## [WHAT YOU NEED TO DO]
Find the string "from" in the material. Copy every line that has it.

## [INFORMATION PROVIDED]
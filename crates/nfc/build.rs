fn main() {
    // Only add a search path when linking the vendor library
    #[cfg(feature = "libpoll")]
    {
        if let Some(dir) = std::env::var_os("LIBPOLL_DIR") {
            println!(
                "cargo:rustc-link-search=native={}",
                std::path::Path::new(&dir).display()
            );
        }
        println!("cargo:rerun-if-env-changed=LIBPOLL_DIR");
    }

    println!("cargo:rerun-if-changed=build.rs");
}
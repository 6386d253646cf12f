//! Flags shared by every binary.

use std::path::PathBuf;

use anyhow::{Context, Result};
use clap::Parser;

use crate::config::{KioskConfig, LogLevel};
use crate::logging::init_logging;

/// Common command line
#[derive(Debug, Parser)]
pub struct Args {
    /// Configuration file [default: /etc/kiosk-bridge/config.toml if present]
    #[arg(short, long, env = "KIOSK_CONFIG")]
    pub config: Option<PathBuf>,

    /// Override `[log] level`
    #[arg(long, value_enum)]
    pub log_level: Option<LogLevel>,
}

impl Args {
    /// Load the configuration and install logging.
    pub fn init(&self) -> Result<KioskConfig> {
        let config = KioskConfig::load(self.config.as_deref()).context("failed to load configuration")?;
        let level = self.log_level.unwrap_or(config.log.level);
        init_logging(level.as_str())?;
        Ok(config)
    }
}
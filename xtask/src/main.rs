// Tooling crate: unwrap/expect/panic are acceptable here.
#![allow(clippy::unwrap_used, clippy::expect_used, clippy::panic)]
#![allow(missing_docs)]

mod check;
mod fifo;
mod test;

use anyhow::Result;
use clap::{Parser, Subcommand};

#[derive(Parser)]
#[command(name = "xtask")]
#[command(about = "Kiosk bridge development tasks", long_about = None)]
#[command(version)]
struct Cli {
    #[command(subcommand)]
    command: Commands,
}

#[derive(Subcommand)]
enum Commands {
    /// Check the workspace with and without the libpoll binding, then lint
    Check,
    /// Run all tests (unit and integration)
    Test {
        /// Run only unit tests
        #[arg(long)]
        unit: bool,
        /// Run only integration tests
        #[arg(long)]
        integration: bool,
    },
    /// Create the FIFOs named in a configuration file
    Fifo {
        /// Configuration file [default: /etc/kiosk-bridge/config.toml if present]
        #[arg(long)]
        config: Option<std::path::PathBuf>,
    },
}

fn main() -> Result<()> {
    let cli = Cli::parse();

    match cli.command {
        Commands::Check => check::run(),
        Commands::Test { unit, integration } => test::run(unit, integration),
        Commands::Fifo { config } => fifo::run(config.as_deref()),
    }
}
--
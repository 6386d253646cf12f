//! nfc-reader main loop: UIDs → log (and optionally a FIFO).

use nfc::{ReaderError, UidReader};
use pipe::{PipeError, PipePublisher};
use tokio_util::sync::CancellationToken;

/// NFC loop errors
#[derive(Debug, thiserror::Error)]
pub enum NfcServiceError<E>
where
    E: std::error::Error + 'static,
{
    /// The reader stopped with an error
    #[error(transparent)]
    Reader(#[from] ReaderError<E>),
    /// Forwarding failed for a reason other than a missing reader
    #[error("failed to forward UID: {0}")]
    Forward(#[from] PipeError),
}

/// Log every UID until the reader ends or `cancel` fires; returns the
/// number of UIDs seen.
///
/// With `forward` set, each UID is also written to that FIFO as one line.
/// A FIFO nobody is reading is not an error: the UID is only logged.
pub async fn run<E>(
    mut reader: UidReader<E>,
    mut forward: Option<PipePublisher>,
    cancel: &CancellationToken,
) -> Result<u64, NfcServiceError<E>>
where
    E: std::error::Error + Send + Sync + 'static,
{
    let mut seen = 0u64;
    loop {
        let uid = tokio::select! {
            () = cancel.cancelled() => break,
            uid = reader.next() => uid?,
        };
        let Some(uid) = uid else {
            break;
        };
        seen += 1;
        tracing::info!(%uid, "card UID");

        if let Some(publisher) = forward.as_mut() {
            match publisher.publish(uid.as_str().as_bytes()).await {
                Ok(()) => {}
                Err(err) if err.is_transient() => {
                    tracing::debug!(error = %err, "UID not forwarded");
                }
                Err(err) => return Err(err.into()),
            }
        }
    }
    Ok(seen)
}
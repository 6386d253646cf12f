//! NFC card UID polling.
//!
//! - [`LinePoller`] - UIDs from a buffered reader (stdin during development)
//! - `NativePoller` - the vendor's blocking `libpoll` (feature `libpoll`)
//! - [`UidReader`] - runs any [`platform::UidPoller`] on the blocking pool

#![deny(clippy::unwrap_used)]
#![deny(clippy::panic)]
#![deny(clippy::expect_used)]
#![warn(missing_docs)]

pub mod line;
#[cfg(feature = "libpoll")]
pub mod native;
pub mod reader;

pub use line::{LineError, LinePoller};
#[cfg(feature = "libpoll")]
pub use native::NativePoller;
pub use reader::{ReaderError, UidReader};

## [ANSWER FOR THIS EXERCISE]
    Reader(#[from] ReaderError<E>),
    Forward(#[from] PipeError),
//! - [`LinePoller`] - UIDs from a buffered reader (stdin during development)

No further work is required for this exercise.